An early scene, when Wang had several camera operators taking endless footage secretly inside Wuhan hospitals, features a young man being forced to decide between taking his grandmother back home, or leaving her at a hospital that has no available beds. We’ve heard these stories many times over in the U.S. as well, a reflection of all the desperate pleas for us to “help flatten the curve.” This begs a question Wang does not even try to answer: what kind of public panic might we have been facing if the entire truth were rolled out all at once, about both the severity of the virus and the severity of lockdown measures truly needed to contain it?

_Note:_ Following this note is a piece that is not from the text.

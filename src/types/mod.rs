//! PackStream value types.

mod value;

pub use value::{PackMap, PackStruct, PackValue};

There is a curious effect when watching documentaries like this, which dramatize a global event that played out over the course of an entire year and packs it into a 100-minute run time. It creates a sense of widespread chaos that was not necessarily prevalent outside of hospitals and nursing homes, and it says nothing of the endless tedium also experienced by millions during extended stay-home orders. It could be argued that we would have suffered more actual chaos had too much truth been given too quickly. Then again, and this perhaps gets back to Wang’s evident point, the authorities could have issued things like mask-wearing guidelines much earlier and just said they were out of an abundance of caution, with no imminent danger—which would have been much closer to the truth if we’d all been wearing masks and social distancing from the start. Wang also doesn’t bother to note how little was known about COVID-19 and its specific dangers until enough time had passed for proper study.

This kind of back and forth could go on forever, really. The key takeaway from In the Same Breath is that China and the United States made very similar missteps in the early days of the pandemic, and having wildly different government structures seemed to make little difference in that matter.

A nation mourns regardless of the nation.

A nation mourns regardless of the nation.